IP, Going Once ... Twice
Posted Aug 1, 2007 5:50 AM CST
By Jenny B. Davis
It was standing room only for business-suit types at Ocean Tomo’s Spring 2007 Live Intellectual Property Auction.
Investors, venture capital lawyers, entrepreneurs and, yes, even a patent troll or two had come together in the grand ballroom of Chicago’s Union League Club to witness the sale of millions of dollars’ worth of patents, trademarks, copyrights and domain names.
Auctions are nothing new in the world of IP, but usually they’re small, private affairs, says Andrew T. Ramer, who oversees the auctions for the Chicago-based merchant bank. In other words, nothing like what Ocean Tomo started doing in 2006, with its multi-lot, open-bar extravaganzas packaged with two days of specialized business seminars, a gala dinner and networking ops galore. “We wanted to make the event itself a centralized forum for who’s who in IP,” says Ramer. “When you bring that many decision-makers into the room, there are plenty of deals happening that we aren’t even involved in.”
And plenty that they are. That April afternoon, British auctioneer extraordinaire (and Antiques Roadshow regular) Charles Ross brought down his gavel on 67 lots, including a method to remotely test modem performance, an interference-cancellation system for electromagnetic receivers and the Q Grill, which was featured in Wired magazine.
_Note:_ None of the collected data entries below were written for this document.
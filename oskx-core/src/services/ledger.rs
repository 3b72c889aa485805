//! The points ledger.
//!
//! Owns every mutation of `points_balance`. Each debit/credit is a
//! read-check-mutate-append sequence serialized per user id with a keyed
//! lock, so concurrent operations on the same user can never lose an
//! update or drive the balance below zero. The transaction log is
//! append-only; the signed sum of a user's entries always reconciles to
//! the stored balance. A balance write whose log append fails is rolled
//! back before the error propagates, so a failed operation leaves both
//! sides untouched.

use crate::entities::{TransactionKind, TransactionRecord};
use crate::error::EngineError;
use crate::store::{Page, Paged, Store, StoreError};
use crate::utils::keyed_lock::KeyedLocks;
use compact_str::CompactString;
use rust_decimal::Decimal;
use std::sync::Arc;
use uuid::Uuid;

#[derive(Clone)]
pub struct Ledger {
    store: Arc<dyn Store>,
    locks: Arc<KeyedLocks<Uuid>>,
}

impl Ledger {
    pub fn new(store: Arc<dyn Store>) -> Self {
        Self {
            store,
            locks: Arc::new(KeyedLocks::new()),
        }
    }

    /// Atomically check the balance and deduct `amount`, appending a
    /// `Payment` entry tagged to `related_exchange_id`.
    #[tracing::instrument(skip(self, reason), err, name = "Ledger:Debit")]
    pub async fn debit(
        &self,
        user_id: Uuid,
        amount: Decimal,
        reason: CompactString,
        related_exchange_id: Option<Uuid>,
    ) -> Result<TransactionRecord, EngineError> {
        if amount < Decimal::ZERO {
            return Err(EngineError::InvalidInput(
                "debit amount must not be negative".to_owned(),
            ));
        }
        let _guard = self.locks.acquire(user_id).await;

        let user = self
            .store
            .find_user(user_id)
            .await?
            .ok_or(EngineError::NotFound("user"))?;
        if user.points_balance < amount {
            return Err(EngineError::InsufficientFunds {
                needed: amount,
                available: user.points_balance,
            });
        }

        self.store
            .set_points_balance(user_id, user.points_balance - amount)
            .await?;
        let record = TransactionRecord::new(
            user_id,
            TransactionKind::Payment,
            amount,
            reason,
            related_exchange_id,
        );
        if let Err(e) = self.store.append_transaction(&record).await {
            self.restore_balance(user_id, user.points_balance, &e).await;
            return Err(e.into());
        }
        Ok(record)
    }

    /// Atomically add `amount` to the balance, appending an `Award`
    /// entry. No upper bound.
    #[tracing::instrument(skip(self, reason), err, name = "Ledger:Credit")]
    pub async fn credit(
        &self,
        user_id: Uuid,
        amount: Decimal,
        reason: CompactString,
        related_exchange_id: Option<Uuid>,
    ) -> Result<TransactionRecord, EngineError> {
        if amount < Decimal::ZERO {
            return Err(EngineError::InvalidInput(
                "credit amount must not be negative".to_owned(),
            ));
        }
        let _guard = self.locks.acquire(user_id).await;

        let user = self
            .store
            .find_user(user_id)
            .await?
            .ok_or(EngineError::NotFound("user"))?;
        self.store
            .set_points_balance(user_id, user.points_balance + amount)
            .await?;
        let record = TransactionRecord::new(
            user_id,
            TransactionKind::Award,
            amount,
            reason,
            related_exchange_id,
        );
        if let Err(e) = self.store.append_transaction(&record).await {
            self.restore_balance(user_id, user.points_balance, &e).await;
            return Err(e.into());
        }
        Ok(record)
    }

    /// Put the balance back after a failed log append so it keeps
    /// reconciling with the transaction log. Runs under the caller's
    /// per-user lock. If the restore itself fails the divergence is
    /// surfaced loudly for operator reconciliation.
    async fn restore_balance(&self, user_id: Uuid, previous: Decimal, cause: &StoreError) {
        tracing::error!(
            error = %cause,
            %user_id,
            "transaction append failed after balance write, restoring balance"
        );
        if let Err(e) = self.store.set_points_balance(user_id, previous).await {
            tracing::error!(
                error = %e,
                %user_id,
                "balance restore failed, balance diverges from transaction log"
            );
        }
    }

    pub async fn balance_of(&self, user_id: Uuid) -> Result<Decimal, EngineError> {
        let user = self
            .store
            .find_user(user_id)
            .await?
            .ok_or(EngineError::NotFound("user"))?;
        Ok(user.points_balance)
    }

    /// Transaction history, newest first.
    pub async fn transactions_of(
        &self,
        user_id: Uuid,
        page: Page,
    ) -> Result<Paged<TransactionRecord>, EngineError> {
        Ok(self.store.transactions_of(user_id, page).await?)
    }

    /// Audit query over the immutable log, oldest first.
    pub async fn transactions_between(
        &self,
        user_id: Uuid,
        from: time::OffsetDateTime,
        until: time::OffsetDateTime,
    ) -> Result<Vec<TransactionRecord>, EngineError> {
        Ok(self.store.transactions_between(user_id, from, until).await?)
    }
}

#[cfg(test)]
mod tests {
    use super::*;
    use crate::entities::{
        Exchange, ExchangeStatus, Message, Notification, Rating, UserRecord,
    };
    use crate::store::{
        ExchangeStore, MemoryStore, MessageStore, NotificationStore, RatingStore,
        TransactionStore, UserStore,
    };
    use rust_decimal_macros::dec;

    async fn ledger_with_user(balance: Decimal) -> (Ledger, Uuid) {
        let store = Arc::new(MemoryStore::new());
        let user_id = Uuid::now_v7();
        store
            .insert_user(&UserRecord {
                user_id,
                display_name: "alice".into(),
                points_balance: balance,
                average_rating: None,
            })
            .await
            .unwrap();
        (Ledger::new(store), user_id)
    }

    #[tokio::test]
    async fn debit_checks_balance() {
        let (ledger, user) = ledger_with_user(dec!(100)).await;

        ledger.debit(user, dec!(60), "spend".into(), None).await.unwrap();
        assert_eq!(ledger.balance_of(user).await.unwrap(), dec!(40));

        let err = ledger
            .debit(user, dec!(41), "spend".into(), None)
            .await
            .unwrap_err();
        assert!(matches!(err, EngineError::InsufficientFunds { .. }));
        // Failed debit must not append anything.
        let page = ledger.transactions_of(user, Page::default()).await.unwrap();
        assert_eq!(page.total, 1);
    }

    #[tokio::test]
    async fn balance_reconciles_with_signed_sum() {
        let (ledger, user) = ledger_with_user(dec!(100)).await;

        ledger.debit(user, dec!(30), "a".into(), None).await.unwrap();
        ledger.credit(user, dec!(12.5), "b".into(), None).await.unwrap();
        ledger.debit(user, dec!(0.5), "c".into(), None).await.unwrap();

        let page = ledger
            .transactions_of(user, Page { offset: 0, limit: 100 })
            .await
            .unwrap();
        let signed_sum: Decimal = page.items.iter().map(|t| t.signed_amount()).sum();
        assert_eq!(
            dec!(100) + signed_sum,
            ledger.balance_of(user).await.unwrap()
        );
    }

    #[tokio::test]
    async fn concurrent_debits_never_overdraw() {
        let (ledger, user) = ledger_with_user(dec!(100)).await;

        let mut handles = Vec::new();
        for _ in 0..10 {
            let ledger = ledger.clone();
            handles.push(tokio::spawn(async move {
                ledger.debit(user, dec!(30), "race".into(), None).await
            }));
        }

        let mut won = 0;
        for handle in handles {
            if handle.await.unwrap().is_ok() {
                won += 1;
            }
        }
        // 100 points only cover three debits of 30.
        assert_eq!(won, 3);
        assert_eq!(ledger.balance_of(user).await.unwrap(), dec!(10));
    }

    #[tokio::test]
    async fn audit_window_is_half_open_and_oldest_first() {
        let (ledger, user) = ledger_with_user(dec!(100)).await;

        let before = time::OffsetDateTime::now_utc();
        ledger.debit(user, dec!(10), "a".into(), None).await.unwrap();
        ledger.credit(user, dec!(5), "b".into(), None).await.unwrap();
        let mid = time::OffsetDateTime::now_utc();
        ledger.debit(user, dec!(1), "c".into(), None).await.unwrap();
        let after = time::OffsetDateTime::now_utc();

        let window = ledger.transactions_between(user, before, mid).await.unwrap();
        let reasons: Vec<&str> = window.iter().map(|t| t.reason.as_str()).collect();
        assert_eq!(reasons, vec!["a", "b"]);

        // The upper bound is exclusive.
        let all = ledger.transactions_between(user, before, after).await.unwrap();
        assert_eq!(all.len(), 3);
        let empty = ledger.transactions_between(user, after, after).await.unwrap();
        assert!(empty.is_empty());
    }

    /// Delegates to a [`MemoryStore`] but refuses every transaction
    /// append, simulating a storage failure between the balance write
    /// and the log write.
    struct AppendlessStore(MemoryStore);

    #[async_trait::async_trait]
    impl UserStore for AppendlessStore {
        async fn insert_user(&self, user: &UserRecord) -> Result<(), StoreError> {
            self.0.insert_user(user).await
        }
        async fn find_user(&self, user_id: Uuid) -> Result<Option<UserRecord>, StoreError> {
            self.0.find_user(user_id).await
        }
        async fn set_points_balance(
            &self,
            user_id: Uuid,
            balance: Decimal,
        ) -> Result<(), StoreError> {
            self.0.set_points_balance(user_id, balance).await
        }
        async fn set_average_rating(
            &self,
            user_id: Uuid,
            value: Decimal,
        ) -> Result<(), StoreError> {
            self.0.set_average_rating(user_id, value).await
        }
    }

    #[async_trait::async_trait]
    impl TransactionStore for AppendlessStore {
        async fn append_transaction(&self, _record: &TransactionRecord) -> Result<(), StoreError> {
            Err(StoreError::Database(sqlx::Error::PoolClosed))
        }
        async fn transactions_of(
            &self,
            user_id: Uuid,
            page: Page,
        ) -> Result<Paged<TransactionRecord>, StoreError> {
            self.0.transactions_of(user_id, page).await
        }
        async fn transactions_between(
            &self,
            user_id: Uuid,
            from: time::OffsetDateTime,
            until: time::OffsetDateTime,
        ) -> Result<Vec<TransactionRecord>, StoreError> {
            self.0.transactions_between(user_id, from, until).await
        }
    }

    #[async_trait::async_trait]
    impl ExchangeStore for AppendlessStore {
        async fn insert_exchange(&self, exchange: &Exchange) -> Result<(), StoreError> {
            self.0.insert_exchange(exchange).await
        }
        async fn find_exchange(&self, exchange_id: Uuid) -> Result<Option<Exchange>, StoreError> {
            self.0.find_exchange(exchange_id).await
        }
        async fn list_exchanges_for(&self, user_id: Uuid) -> Result<Vec<Exchange>, StoreError> {
            self.0.list_exchanges_for(user_id).await
        }
        async fn update_status(
            &self,
            exchange_id: Uuid,
            expected: ExchangeStatus,
            target: ExchangeStatus,
            updated_at: time::OffsetDateTime,
        ) -> Result<bool, StoreError> {
            self.0
                .update_status(exchange_id, expected, target, updated_at)
                .await
        }
    }

    #[async_trait::async_trait]
    impl MessageStore for AppendlessStore {
        async fn append_message(&self, message: &Message) -> Result<(), StoreError> {
            self.0.append_message(message).await
        }
        async fn messages_of(&self, exchange_id: Uuid) -> Result<Vec<Message>, StoreError> {
            self.0.messages_of(exchange_id).await
        }
    }

    #[async_trait::async_trait]
    impl RatingStore for AppendlessStore {
        async fn insert_rating(&self, rating: &Rating) -> Result<(), StoreError> {
            self.0.insert_rating(rating).await
        }
        async fn rating_for_exchange(
            &self,
            exchange_id: Uuid,
        ) -> Result<Option<Rating>, StoreError> {
            self.0.rating_for_exchange(exchange_id).await
        }
        async fn ratings_of_user(&self, user_id: Uuid) -> Result<Vec<Rating>, StoreError> {
            self.0.ratings_of_user(user_id).await
        }
    }

    #[async_trait::async_trait]
    impl NotificationStore for AppendlessStore {
        async fn append_notification(&self, notification: &Notification) -> Result<(), StoreError> {
            self.0.append_notification(notification).await
        }
        async fn notifications_of(
            &self,
            user_id: Uuid,
            limit: u64,
        ) -> Result<Vec<Notification>, StoreError> {
            self.0.notifications_of(user_id, limit).await
        }
        async fn unread_count(&self, user_id: Uuid) -> Result<u64, StoreError> {
            self.0.unread_count(user_id).await
        }
        async fn mark_read(&self, notification_id: Uuid, user_id: Uuid) -> Result<bool, StoreError> {
            self.0.mark_read(notification_id, user_id).await
        }
        async fn mark_all_read(&self, user_id: Uuid) -> Result<u64, StoreError> {
            self.0.mark_all_read(user_id).await
        }
        async fn delete_notification(
            &self,
            notification_id: Uuid,
            user_id: Uuid,
        ) -> Result<bool, StoreError> {
            self.0.delete_notification(notification_id, user_id).await
        }
    }

    #[tokio::test]
    async fn failed_append_rolls_the_balance_back() {
        let store = Arc::new(AppendlessStore(MemoryStore::new()));
        let user = Uuid::now_v7();
        store
            .insert_user(&UserRecord {
                user_id: user,
                display_name: "alice".into(),
                points_balance: dec!(100),
                average_rating: None,
            })
            .await
            .unwrap();
        let ledger = Ledger::new(store);

        let err = ledger
            .debit(user, dec!(40), "spend".into(), None)
            .await
            .unwrap_err();
        assert!(matches!(err, EngineError::Storage(_)));
        assert_eq!(ledger.balance_of(user).await.unwrap(), dec!(100));

        let err = ledger
            .credit(user, dec!(5), "award".into(), None)
            .await
            .unwrap_err();
        assert!(matches!(err, EngineError::Storage(_)));
        assert_eq!(ledger.balance_of(user).await.unwrap(), dec!(100));

        // Neither failed operation may leave a log entry behind.
        let page = ledger.transactions_of(user, Page::default()).await.unwrap();
        assert_eq!(page.total, 0);
    }

    #[tokio::test]
    async fn unknown_user_is_rejected() {
        let store = Arc::new(MemoryStore::new());
        let ledger = Ledger::new(store);
        let err = ledger
            .credit(Uuid::now_v7(), dec!(1), "x".into(), None)
            .await
            .unwrap_err();
        assert!(matches!(err, EngineError::NotFound("user")));
    }
}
The 34 lots that sold commanded an average price just higher than $408,000; one portfolio of video-on-demand patents garnered a record-making $3 million and change—and an enthusiastic round of applause.
Who bought what? It was impossible to tell because most bidders bypassed the very public floor in favor of the phone bank. The ability to bid anonymously—and to remain private, post-sale—is integral to the success of the auction, Ramer says. “If you’re a Motorola and you want to acquire IP, you don’t want people to know your strategic plans, and you don’t want people to know how much you’re willing to pay.”
Seller identities, however, are usually disclosed, and they range from venture-backed companies to universities to inventors. Ramer says he once sold a patent for $1.54 million that two Canadian men had kept in a drawer.
Ocean Tomo charges sellers a listing fee that’s typically between $1,000 and $6,000 plus a 15 percent seller’s premium on the final bid price. Lots are created logically, grouped by seller and purpose, and catalogs are issued about three months before the auction.
Interested buyers, once qualified and charged a $1,500 fee, can access due diligence and transfer documents via a password-protected online data room. They can also contact sellers in writing or through conference calls and in-person meetings. All sale prices include a 10 percent buyer’s premium, and sales are generally finalized within 20 business days.
Like sellers, buyers come from everywhere, and Ramer admits that the company scouts for sellers and does a “tremendous amount” of legwork to let potential buyers know what’s coming up for sale.
Yet surprises do happen. “There have been lots purchased at auction from buyers who did not do their due diligence,” Ramer says. “Their bid was fueled by the bidding activity on the floor.”